Prima le buone notizie: alcuni capitoli, soprattutto quelli finali, offrono un ritmo incalzante e una serie di bivi davvero notevole. Questi ultimi si concretizzano in altrettante scelte morali che mettono il giocatore in difficoltà e stravolgono la storia e gli eventi successivi a ogni scelta in maniera più netta rispetto alle opere precedenti. Qual è la cattiva notizia? Se in Farenheit e Heavy Rain c’era la componente di novità, e in Beyond: Due Anime era presente il gameplay relativo al fantasma di Aiden che garantiva un minimo di enigmi e varietà, in Detroit si gioca troppo poco. La sensazione è davvero quella del film interattivo dove sì, le scelte morali sono in grado di far sobbalzare sulla sedia, ma allo stesso tempo alcune azioni sono quasi inutili e paiono essere messe lì apposta solo per non far sentire il giocatore spettatore passivo. Se un tempo il fattore sorpresa per l’approccio differente al classico gioco a cui eravamo abituati poteva far chiudere un occhio, oggi dopo che gli ottimi Until Dawn, Life is Strange e i giochi story driven in stile Telltale Games hanno dimostrato la maturità del genere è d’obbligo avere un approccio più critico, anche e soprattutto verso chi questa tipologia di esperienza l’ha inventata.

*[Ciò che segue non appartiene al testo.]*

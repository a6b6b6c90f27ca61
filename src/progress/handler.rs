//! Migration handler trait and events

use std::fmt;
use std::sync::Mutex;

/// How loudly an event should be reported to the person running the build
#[derive(Debug, Clone, Copy, PartialEq, Eq)]
pub enum Severity {
    Info,
    Warning,
    Error,
}

/// Events emitted while detecting or migrating a legacy app
#[derive(Debug, Clone, PartialEq, Eq)]
pub enum MigrationEvent {
    /// Options were read, either from options.json or from defaults
    OptionsLoaded { path: String, legacy: bool },

    /// The app still ships a `.extensions` folder
    ExtensionsFolderPresent,

    /// `COMPOSER_VERSION` was `latest`
    ComposerLatestIgnored,

    /// Custom web server config snippets were found
    CustomServerConfig {
        server: String,
        dir: String,
        count: usize,
    },

    /// A web app has no WEBDIR and relied on files being moved into it
    WebDirMissing { web_dir: String },

    /// composer.json exists, vendor is left where composer puts it
    VendorNotMoved,

    /// Config snippets copied into their new location
    SnippetsMigrated {
        kind: String,
        count: usize,
        destination: String,
    },

    /// PHP_EXTENSIONS / ZEND_EXTENSIONS written to an ini snippet
    ExtensionsMigrated {
        extensions: usize,
        zend_extensions: usize,
        path: String,
    },

    /// ADDITIONAL_PREPROCESS_CMDS written to a profile script
    AdditionalCommandsMigrated { count: usize, path: String },

    BuildpackYmlWritten { path: String },
}

impl MigrationEvent {
    pub fn severity(&self) -> Severity {
        match self {
            MigrationEvent::ExtensionsFolderPresent
            | MigrationEvent::CustomServerConfig { .. }
            | MigrationEvent::WebDirMissing { .. } => Severity::Error,
            MigrationEvent::ComposerLatestIgnored | MigrationEvent::VendorNotMoved => {
                Severity::Warning
            }
            _ => Severity::Info,
        }
    }
}

impl fmt::Display for MigrationEvent {
    fn fmt(&self, f: &mut fmt::Formatter<'_>) -> fmt::Result {
        match self {
            MigrationEvent::OptionsLoaded { path, legacy } => {
                if *legacy {
                    write!(f, "Loaded legacy options from {}", path)
                } else {
                    write!(f, "No legacy options at {}, using defaults", path)
                }
            }
            MigrationEvent::ExtensionsFolderPresent => write!(
                f,
                "Use of .extensions folder has been removed. Please remove this folder from your application."
            ),
            MigrationEvent::ComposerLatestIgnored => write!(
                f,
                "Specifying a version of 'latest' is no longer supported. The default version of the php-composer-cnb will be used instead."
            ),
            MigrationEvent::CustomServerConfig { server, dir, count } => write!(
                f,
                "Found {} {} configuration files under `.bp-config/{}`. Customizing {} configuration in this manner is no longer supported. Please migrate your configuration, see the Migration guide for more details.",
                count, server, dir, server
            ),
            MigrationEvent::WebDirMissing { .. } => write!(
                f,
                "WEBDIR doesn't exist, we no longer move files into WEBDIR. Please create WEBDIR and push your app again."
            ),
            MigrationEvent::VendorNotMoved => {
                write!(f, "The vendor directory is no longer migrated to LIBDIR.")
            }
            MigrationEvent::SnippetsMigrated {
                kind,
                count,
                destination,
            } => write!(f, "Migrated {} {} snippets to `{}`", count, kind, destination),
            MigrationEvent::ExtensionsMigrated {
                extensions,
                zend_extensions,
                path,
            } => write!(
                f,
                "Migrated {} extensions and {} zend extensions to {}",
                extensions, zend_extensions, path
            ),
            MigrationEvent::AdditionalCommandsMigrated { count, path } => {
                write!(f, "Migrated {} additional commands to {}", count, path)
            }
            MigrationEvent::BuildpackYmlWritten { path } => write!(f, "Wrote {}", path),
        }
    }
}

/// Trait for handling events raised during detect and build
pub trait MigrationHandler: Send + Sync {
    fn on_event(&self, event: &MigrationEvent);
}

/// No-op handler that ignores all events
#[derive(Debug, Default, Clone, Copy)]
pub struct NoOpHandler;

impl MigrationHandler for NoOpHandler {
    fn on_event(&self, _event: &MigrationEvent) {}
}

/// Handler that keeps every event in memory, in order
#[derive(Debug, Default)]
pub struct RecordingHandler {
    events: Mutex<Vec<MigrationEvent>>,
}

impl RecordingHandler {
    pub fn new() -> Self {
        Self::default()
    }

    pub fn events(&self) -> Vec<MigrationEvent> {
        self.events
            .lock()
            .map(|events| events.clone())
            .unwrap_or_default()
    }

    /// Rendered messages of every recorded event
    pub fn messages(&self) -> Vec<String> {
        self.events().iter().map(ToString::to_string).collect()
    }

    pub fn contains(&self, event: &MigrationEvent) -> bool {
        self.events().contains(event)
    }
}

impl MigrationHandler for RecordingHandler {
    fn on_event(&self, event: &MigrationEvent) {
        if let Ok(mut events) = self.events.lock() {
            events.push(event.clone());
        }
    }
}

#[cfg(test)]
mod tests {
    use super::*;

    #[test]
    fn test_noop_handler() {
        let handler = NoOpHandler;
        handler.on_event(&MigrationEvent::VendorNotMoved);
    }

    #[test]
    fn test_recording_handler_keeps_order() {
        let handler = RecordingHandler::new();
        handler.on_event(&MigrationEvent::ComposerLatestIgnored);
        handler.on_event(&MigrationEvent::VendorNotMoved);

        assert_eq!(
            handler.events(),
            vec![MigrationEvent::ComposerLatestIgnored, MigrationEvent::VendorNotMoved]
        );
        assert!(handler.contains(&MigrationEvent::VendorNotMoved));
    }

    #[test]
    fn test_custom_server_config_message() {
        let event = MigrationEvent::CustomServerConfig {
            server: "HTTPD".to_string(),
            dir: "httpd".to_string(),
            count: 1,
        };
        assert_eq!(
            event.to_string(),
            "Found 1 HTTPD configuration files under `.bp-config/httpd`. Customizing HTTPD configuration in this manner is no longer supported. Please migrate your configuration, see the Migration guide for more details."
        );
        assert_eq!(event.severity(), Severity::Error);
    }

    #[test]
    fn test_severity() {
        assert_eq!(MigrationEvent::VendorNotMoved.severity(), Severity::Warning);
        assert_eq!(MigrationEvent::ExtensionsFolderPresent.severity(), Severity::Error);
        assert_eq!(
            MigrationEvent::BuildpackYmlWritten {
                path: "/app/buildpack.yml".to_string()
            }
            .severity(),
            Severity::Info
        );
    }
}
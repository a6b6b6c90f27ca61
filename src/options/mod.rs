//! Legacy options loading and `buildpack.yml` output

mod buildpack_yml;
mod legacy;
mod version;

pub use buildpack_yml::{ComposerOptions, HttpdOptions, NginxOptions, Options, PhpOptions};
pub use legacy::{LegacyCommand, LegacyCommands, LegacyOptions};
pub use version::{translate_php_version, PHP_DEFAULT_TOKEN};

use crate::error::{CompatError, Result};
use crate::fs::FileSystem;
use std::path::{Path, PathBuf};
use tracing::debug;

pub const BP_CONFIG_DIR: &str = ".bp-config";
pub const OPTIONS_JSON: &str = "options.json";
pub const BUILDPACK_YML: &str = "buildpack.yml";
pub const DEFAULT_WEB_DIR: &str = "htdocs";
pub const DEFAULT_WEB_SERVER: &str = "httpd";

pub fn options_json_path(app_root: &Path) -> PathBuf {
    app_root.join(BP_CONFIG_DIR).join(OPTIONS_JSON)
}

pub fn buildpack_yml_path(app_root: &Path) -> PathBuf {
    app_root.join(BUILDPACK_YML)
}

/// Loads `.bp-config/options.json`, or defaults when the app has none.
pub fn load_options_json(fs: &dyn FileSystem, app_root: &Path) -> Result<Options> {
    let path = options_json_path(app_root);
    if !fs.is_file(&path) {
        debug!(path = %path.display(), "No legacy options file, using defaults");
        return Ok(Options::with_defaults());
    }

    let contents = fs.read_to_string(&path)?;
    let legacy = LegacyOptions::from_json(&contents)
        .map_err(|source| CompatError::InvalidOptions { path: path.clone(), source })?;

    debug!(path = %path.display(), "Loaded legacy options");
    Ok(Options::from(legacy))
}

/// Writes `buildpack.yml`, refusing to clobber one the app already has.
pub fn write_buildpack_yml(fs: &dyn FileSystem, app_root: &Path, options: &Options) -> Result<PathBuf> {
    let path = buildpack_yml_path(app_root);
    if fs.exists(&path) {
        return Err(CompatError::ConflictingConfig);
    }

    let yaml = options.to_yaml()?;
    fs.write_file(&path, &yaml)?;
    Ok(path)
}

#[cfg(test)]
mod tests {
    use super::*;
    use crate::fs::MockFileSystem;

    #[test]
    fn test_load_without_options_json() {
        let fs = MockFileSystem::new();
        let options = load_options_json(&fs, fs.root()).unwrap();
        assert_eq!(options.php.webserver, "httpd");
        assert!(options.php.version.is_empty());
    }

    #[test]
    fn test_load_translates_version_token() {
        let fs = MockFileSystem::new();
        fs.add_file(".bp-config/options.json", r#"{"PHP_VERSION": "{PHP_73_LATEST}"}"#);

        let options = load_options_json(&fs, fs.root()).unwrap();
        assert_eq!(options.php.version, "7.3.*");
    }

    #[test]
    fn test_load_php_default_is_empty() {
        let fs = MockFileSystem::new();
        fs.add_file(".bp-config/options.json", r#"{"PHP_VERSION": "{PHP_DEFAULT}"}"#);

        let options = load_options_json(&fs, fs.root()).unwrap();
        assert!(options.php.version.is_empty());
    }

    #[test]
    fn test_load_malformed_json() {
        let fs = MockFileSystem::new();
        fs.add_file(".bp-config/options.json", "{ not json");

        let err = load_options_json(&fs, fs.root()).unwrap_err();
        assert!(matches!(err, CompatError::InvalidOptions { .. }));
    }

    #[test]
    fn test_write_buildpack_yml() {
        let fs = MockFileSystem::new();
        let mut options = Options::with_defaults();
        options.httpd.version = "2.4.39".to_string();

        let path = write_buildpack_yml(&fs, fs.root(), &options).unwrap();
        assert_eq!(path, PathBuf::from("/app/buildpack.yml"));

        let written = Options::from_yaml(&fs.read_to_string(&path).unwrap()).unwrap();
        assert_eq!(written, options);
    }

    #[test]
    fn test_write_refuses_existing_buildpack_yml() {
        let fs = MockFileSystem::new();
        fs.add_file("buildpack.yml", "php:\n  version: 7.4.*\n");

        let err = write_buildpack_yml(&fs, fs.root(), &Options::with_defaults()).unwrap_err();
        assert!(matches!(err, CompatError::ConflictingConfig));
        assert_eq!(
            fs.read_to_string(Path::new("/app/buildpack.yml")).unwrap(),
            "php:\n  version: 7.4.*\n"
        );
    }
}
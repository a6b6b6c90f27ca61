//! Structured logging setup for php-compat
//!
//! Buildpack output is read by people watching a build, so the default is
//! plain console output on stderr. JSON output is available for platforms
//! that collect structured logs.
//!
//! # Configuration
//!
//! - `PHP_COMPAT_LOG_LEVEL` - Log level (trace, debug, info, warn, error)
//! - `PHP_COMPAT_LOG_JSON` - Use JSON output (true/false)
//! - `BP_DEBUG` - Any truthy value switches to debug level, as other
//!   buildpacks in the family do
//! - `RUST_LOG` - Standard Rust log filtering
//!
//! # Example
//!
//! ```no_run
//! use php_compat::util::logging;
//!
//! logging::init_logging(logging::LoggingConfig::from_env());
//!
//! tracing::info!("Migrating legacy options");
//! ```

use std::env;
use std::sync::Once;
use tracing::Level;
use tracing_subscriber::{fmt, layer::SubscriberExt, util::SubscriberInitExt, EnvFilter};

pub const LOG_LEVEL_ENV: &str = "PHP_COMPAT_LOG_LEVEL";
pub const LOG_JSON_ENV: &str = "PHP_COMPAT_LOG_JSON";
pub const BP_DEBUG_ENV: &str = "BP_DEBUG";

/// Ensures logging is only initialized once
static INIT: Once = Once::new();

/// Configuration for logging initialization
#[derive(Debug, Clone)]
pub struct LoggingConfig {
    /// Minimum log level to display
    pub level: Level,

    /// Use JSON output format
    pub use_json: bool,

    /// Include the module target (e.g., php_compat::detect) in logs
    pub include_target: bool,
}

impl Default for LoggingConfig {
    fn default() -> Self {
        Self {
            level: Level::INFO,
            use_json: false,
            include_target: false,
        }
    }
}

impl LoggingConfig {
    pub fn with_level(level: Level) -> Self {
        Self {
            level,
            ..Default::default()
        }
    }

    /// Reads `PHP_COMPAT_LOG_LEVEL`, `BP_DEBUG` and `PHP_COMPAT_LOG_JSON`.
    ///
    /// An explicit level wins over `BP_DEBUG`.
    pub fn from_env() -> Self {
        let level = match env::var(LOG_LEVEL_ENV) {
            Ok(level_str) => parse_level(&level_str),
            Err(_) if is_truthy(env::var(BP_DEBUG_ENV).ok().as_deref()) => Level::DEBUG,
            Err(_) => Level::INFO,
        };

        let use_json = env::var(LOG_JSON_ENV)
            .ok()
            .and_then(|v| v.parse::<bool>().ok())
            .unwrap_or(false);

        Self {
            level,
            use_json,
            ..Default::default()
        }
    }
}

fn is_truthy(value: Option<&str>) -> bool {
    matches!(
        value.map(|v| v.trim().to_lowercase()).as_deref(),
        Some("1" | "true" | "yes")
    )
}

/// Parses a log level from a string
///
/// Returns `Level::INFO` for anything it does not recognize.
///
/// ```
/// use php_compat::util::logging::parse_level;
/// use tracing::Level;
///
/// assert_eq!(parse_level("debug"), Level::DEBUG);
/// assert_eq!(parse_level("INFO"), Level::INFO);
/// assert_eq!(parse_level("invalid"), Level::INFO);
/// ```
pub fn parse_level(level_str: &str) -> Level {
    match level_str.to_lowercase().as_str() {
        "trace" => Level::TRACE,
        "debug" => Level::DEBUG,
        "info" => Level::INFO,
        "warn" => Level::WARN,
        "error" => Level::ERROR,
        _ => {
            eprintln!(
                "Invalid log level '{}', defaulting to INFO. Valid levels: trace, debug, info, warn, error",
                level_str
            );
            Level::INFO
        }
    }
}

/// Initializes the logging system with the provided configuration
///
/// Only the first call has any effect.
pub fn init_logging(config: LoggingConfig) {
    INIT.call_once(|| {
        let filter = if env::var("RUST_LOG").is_ok() {
            EnvFilter::from_default_env()
        } else {
            EnvFilter::new(format!("php_compat={}", config.level))
        };

        if config.use_json {
            tracing_subscriber::registry()
                .with(filter)
                .with(
                    fmt::layer()
                        .json()
                        .with_target(config.include_target)
                        .with_writer(std::io::stderr),
                )
                .init();
        } else {
            tracing_subscriber::registry()
                .with(filter)
                .with(
                    fmt::layer()
                        .without_time()
                        .with_target(config.include_target)
                        .with_writer(std::io::stderr),
                )
                .init();
        }
    });
}
use php_compat::cli::commands::{multicall_args, CliArgs, Commands};
use php_compat::cli::handlers::{handle_build, handle_detect};
use php_compat::util::logging::{init_logging, parse_level, LoggingConfig};
use php_compat::{NAME, VERSION};

use clap::Parser;
use std::env;
use std::process;
use tracing::{debug, Level};

fn main() {
    let args = CliArgs::parse_from(multicall_args(env::args_os()));
    init_logging(logging_config_from_args(&args));

    debug!("{} v{} starting", NAME, VERSION);
    debug!("Arguments: {:?}", args);

    let exit_code = match &args.command {
        Commands::Detect(detect_args) => handle_detect(detect_args),
        Commands::Build(build_args) => handle_build(build_args),
    };

    process::exit(exit_code);
}

fn logging_config_from_args(args: &CliArgs) -> LoggingConfig {
    let mut config = LoggingConfig::from_env();
    if let Some(level_str) = &args.log_level {
        config.level = parse_level(level_str);
    } else if args.verbose {
        config.level = Level::DEBUG;
    } else if args.quiet {
        config.level = Level::ERROR;
    }
    config
}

Allo stesso modo, nei rari casi in cui ci si trova a dover ripercorrere i propri passi e risolvere enigmi ambientali per non essere scoperti e catturati, gli aiuti in-game rendono il tutto di una semplicità disarmante. Chi ha giocato a Heavy Rain si ricorderà sicuramente la scena in cui nei panni di Madison bisognava cancellare le tracce del proprio passaggio o, nell’espansione The Taxidermist, esplorare la casa senza lasciare cassetti oppure oggetti fuori posto: in Detroit: Become Human ci sono scene analoghe, ma l’hud richiamabile con il tasto R2 dice sempre cosa fare, quante azioni ci sono ancora da portare a termine e quale obiettivo perseguire dopo. Insomma, una sorta di esperienza guidata che toglie quella patina di incertezza e rischio che si poteva provare soprattutto in Farenheit e Heavy Rain che, unitamente alla mancanza di gameplay attivo come invece c’era in Beyond, rende davvero questo gioco-film tanto film e poco gioco, annullando quasi del tutto la parte ludica dell’esperienza.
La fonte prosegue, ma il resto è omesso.